Exercise prompt:
Write out again, please, the records below from the first line to the line holding "left one. Exactly", inclusive, and nothing else.

Dataset entries:
• • •
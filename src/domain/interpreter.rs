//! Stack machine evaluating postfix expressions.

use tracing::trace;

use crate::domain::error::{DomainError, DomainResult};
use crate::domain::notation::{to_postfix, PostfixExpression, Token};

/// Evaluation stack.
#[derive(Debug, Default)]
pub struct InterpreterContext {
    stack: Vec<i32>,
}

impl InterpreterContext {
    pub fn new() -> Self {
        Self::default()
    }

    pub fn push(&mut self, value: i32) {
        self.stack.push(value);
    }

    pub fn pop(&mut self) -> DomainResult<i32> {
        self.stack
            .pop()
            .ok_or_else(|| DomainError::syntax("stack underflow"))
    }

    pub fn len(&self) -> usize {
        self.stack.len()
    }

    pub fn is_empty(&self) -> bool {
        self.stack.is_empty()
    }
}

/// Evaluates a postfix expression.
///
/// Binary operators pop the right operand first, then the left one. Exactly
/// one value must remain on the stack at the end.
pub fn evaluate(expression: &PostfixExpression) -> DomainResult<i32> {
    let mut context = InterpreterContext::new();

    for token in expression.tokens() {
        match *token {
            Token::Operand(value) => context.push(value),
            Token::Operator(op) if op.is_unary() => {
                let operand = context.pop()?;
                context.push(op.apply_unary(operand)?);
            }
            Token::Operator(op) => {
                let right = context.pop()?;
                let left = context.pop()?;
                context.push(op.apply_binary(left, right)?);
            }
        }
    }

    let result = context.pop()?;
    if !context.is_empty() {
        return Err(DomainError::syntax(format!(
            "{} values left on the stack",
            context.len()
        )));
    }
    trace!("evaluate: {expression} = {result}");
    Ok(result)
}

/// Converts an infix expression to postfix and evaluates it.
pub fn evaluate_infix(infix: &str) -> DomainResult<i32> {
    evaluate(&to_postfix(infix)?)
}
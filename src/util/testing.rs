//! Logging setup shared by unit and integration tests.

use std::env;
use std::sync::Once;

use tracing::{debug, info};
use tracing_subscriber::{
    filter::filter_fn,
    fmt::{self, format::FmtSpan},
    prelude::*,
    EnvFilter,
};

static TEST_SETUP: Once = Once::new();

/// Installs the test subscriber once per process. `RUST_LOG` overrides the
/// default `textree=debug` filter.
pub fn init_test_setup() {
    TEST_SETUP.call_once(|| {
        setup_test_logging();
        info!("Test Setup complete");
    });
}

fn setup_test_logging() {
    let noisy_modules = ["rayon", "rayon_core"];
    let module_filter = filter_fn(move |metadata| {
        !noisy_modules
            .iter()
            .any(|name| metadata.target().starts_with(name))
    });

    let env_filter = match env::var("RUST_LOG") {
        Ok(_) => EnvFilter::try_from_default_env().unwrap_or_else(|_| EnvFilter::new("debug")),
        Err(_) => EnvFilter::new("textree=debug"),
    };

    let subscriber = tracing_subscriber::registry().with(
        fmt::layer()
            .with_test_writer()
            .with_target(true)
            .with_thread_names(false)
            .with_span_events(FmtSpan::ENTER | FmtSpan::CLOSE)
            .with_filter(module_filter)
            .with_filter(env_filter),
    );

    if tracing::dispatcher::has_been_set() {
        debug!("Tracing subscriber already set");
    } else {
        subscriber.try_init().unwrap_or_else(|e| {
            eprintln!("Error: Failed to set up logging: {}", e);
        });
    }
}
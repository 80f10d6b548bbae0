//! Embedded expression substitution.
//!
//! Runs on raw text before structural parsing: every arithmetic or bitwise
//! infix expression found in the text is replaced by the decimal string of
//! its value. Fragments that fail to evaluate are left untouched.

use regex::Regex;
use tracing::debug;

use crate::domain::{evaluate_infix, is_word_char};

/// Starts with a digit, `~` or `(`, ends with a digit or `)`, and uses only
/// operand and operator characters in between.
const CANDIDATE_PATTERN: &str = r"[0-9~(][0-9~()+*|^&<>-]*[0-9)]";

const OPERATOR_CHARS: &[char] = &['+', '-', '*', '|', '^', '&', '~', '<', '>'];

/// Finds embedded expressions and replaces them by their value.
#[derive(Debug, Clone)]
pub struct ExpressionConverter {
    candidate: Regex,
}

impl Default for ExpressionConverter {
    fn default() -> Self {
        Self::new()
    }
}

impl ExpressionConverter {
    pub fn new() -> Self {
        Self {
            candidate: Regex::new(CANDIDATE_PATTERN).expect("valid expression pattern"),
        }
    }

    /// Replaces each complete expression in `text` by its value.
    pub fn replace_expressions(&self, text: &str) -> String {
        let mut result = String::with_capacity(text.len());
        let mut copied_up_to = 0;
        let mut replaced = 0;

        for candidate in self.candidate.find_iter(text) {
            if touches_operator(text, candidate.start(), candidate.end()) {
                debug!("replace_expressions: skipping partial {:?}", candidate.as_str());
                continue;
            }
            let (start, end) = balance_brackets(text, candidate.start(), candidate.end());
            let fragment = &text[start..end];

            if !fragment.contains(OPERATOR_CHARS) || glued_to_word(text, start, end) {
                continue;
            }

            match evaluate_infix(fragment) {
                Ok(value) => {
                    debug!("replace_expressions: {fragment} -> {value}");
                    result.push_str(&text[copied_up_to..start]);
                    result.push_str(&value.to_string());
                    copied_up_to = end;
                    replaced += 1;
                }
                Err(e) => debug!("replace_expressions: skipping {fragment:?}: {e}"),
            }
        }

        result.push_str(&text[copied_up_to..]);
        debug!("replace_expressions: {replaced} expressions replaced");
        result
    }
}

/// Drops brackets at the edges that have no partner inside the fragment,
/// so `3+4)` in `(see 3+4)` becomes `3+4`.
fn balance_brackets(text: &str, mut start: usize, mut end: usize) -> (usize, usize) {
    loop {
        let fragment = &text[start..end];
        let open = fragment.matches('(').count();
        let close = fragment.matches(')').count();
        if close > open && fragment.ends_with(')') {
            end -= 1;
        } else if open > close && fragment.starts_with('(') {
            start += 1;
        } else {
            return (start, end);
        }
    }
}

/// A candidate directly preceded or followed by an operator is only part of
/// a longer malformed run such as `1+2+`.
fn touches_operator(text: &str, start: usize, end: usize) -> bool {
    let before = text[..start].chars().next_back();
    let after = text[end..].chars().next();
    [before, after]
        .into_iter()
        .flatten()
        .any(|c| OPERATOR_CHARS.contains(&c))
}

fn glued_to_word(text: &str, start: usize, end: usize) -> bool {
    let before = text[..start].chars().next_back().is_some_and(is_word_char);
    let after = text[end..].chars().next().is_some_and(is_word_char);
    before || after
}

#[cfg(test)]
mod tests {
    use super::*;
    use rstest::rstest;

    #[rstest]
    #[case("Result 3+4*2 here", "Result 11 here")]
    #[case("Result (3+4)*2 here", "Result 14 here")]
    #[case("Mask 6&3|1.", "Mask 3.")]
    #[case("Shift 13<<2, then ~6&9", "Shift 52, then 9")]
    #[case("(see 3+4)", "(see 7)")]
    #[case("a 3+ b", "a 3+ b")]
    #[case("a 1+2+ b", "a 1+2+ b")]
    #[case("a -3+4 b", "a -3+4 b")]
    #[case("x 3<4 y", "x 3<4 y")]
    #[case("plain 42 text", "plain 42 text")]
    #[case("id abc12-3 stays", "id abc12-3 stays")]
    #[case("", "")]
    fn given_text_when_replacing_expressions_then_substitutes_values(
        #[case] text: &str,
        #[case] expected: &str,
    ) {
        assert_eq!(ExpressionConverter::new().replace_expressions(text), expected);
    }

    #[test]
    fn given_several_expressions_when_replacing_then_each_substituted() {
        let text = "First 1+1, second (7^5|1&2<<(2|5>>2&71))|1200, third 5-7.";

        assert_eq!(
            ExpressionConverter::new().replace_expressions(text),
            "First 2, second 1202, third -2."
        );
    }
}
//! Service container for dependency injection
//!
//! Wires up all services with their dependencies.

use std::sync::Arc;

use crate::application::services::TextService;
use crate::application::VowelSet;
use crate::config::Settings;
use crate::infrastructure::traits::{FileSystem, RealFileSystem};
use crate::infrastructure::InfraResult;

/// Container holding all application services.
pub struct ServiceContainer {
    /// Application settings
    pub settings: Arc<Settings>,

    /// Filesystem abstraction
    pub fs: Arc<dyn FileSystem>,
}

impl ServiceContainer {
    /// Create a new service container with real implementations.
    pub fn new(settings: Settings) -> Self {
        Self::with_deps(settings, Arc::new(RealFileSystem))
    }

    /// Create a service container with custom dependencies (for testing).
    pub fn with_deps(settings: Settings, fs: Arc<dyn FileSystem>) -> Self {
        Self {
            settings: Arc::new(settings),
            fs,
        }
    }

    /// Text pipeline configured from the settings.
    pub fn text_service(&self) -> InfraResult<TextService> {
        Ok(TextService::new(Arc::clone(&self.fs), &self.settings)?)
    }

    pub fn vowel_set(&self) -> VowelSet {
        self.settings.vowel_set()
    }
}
• • •
Completed task:
filename src/domain/interpreter.rs
//! Stack machine evaluating postfix expressions.

use tracing::trace;

use crate::domain::error::{DomainError, DomainResult};
use crate::domain::notation::{to_postfix, PostfixExpression, Token};

/// Evaluation stack.
#[derive(Debug, Default)]
pub struct InterpreterContext {
    stack: Vec<i32>,
}

impl InterpreterContext {
    pub fn new() -> Self {
        Self::default()
    }

    pub fn push(&mut self, value: i32) {
        self.stack.push(value);
    }

    pub fn pop(&mut self) -> DomainResult<i32> {
        self.stack
            .pop()
            .ok_or_else(|| DomainError::syntax("stack underflow"))
    }

    pub fn len(&self) -> usize {
        self.stack.len()
    }

    pub fn is_empty(&self) -> bool {
        self.stack.is_empty()
    }
}

/// Evaluates a postfix expression.
///
/// Binary operators pop the right operand first, then the left one. Exactly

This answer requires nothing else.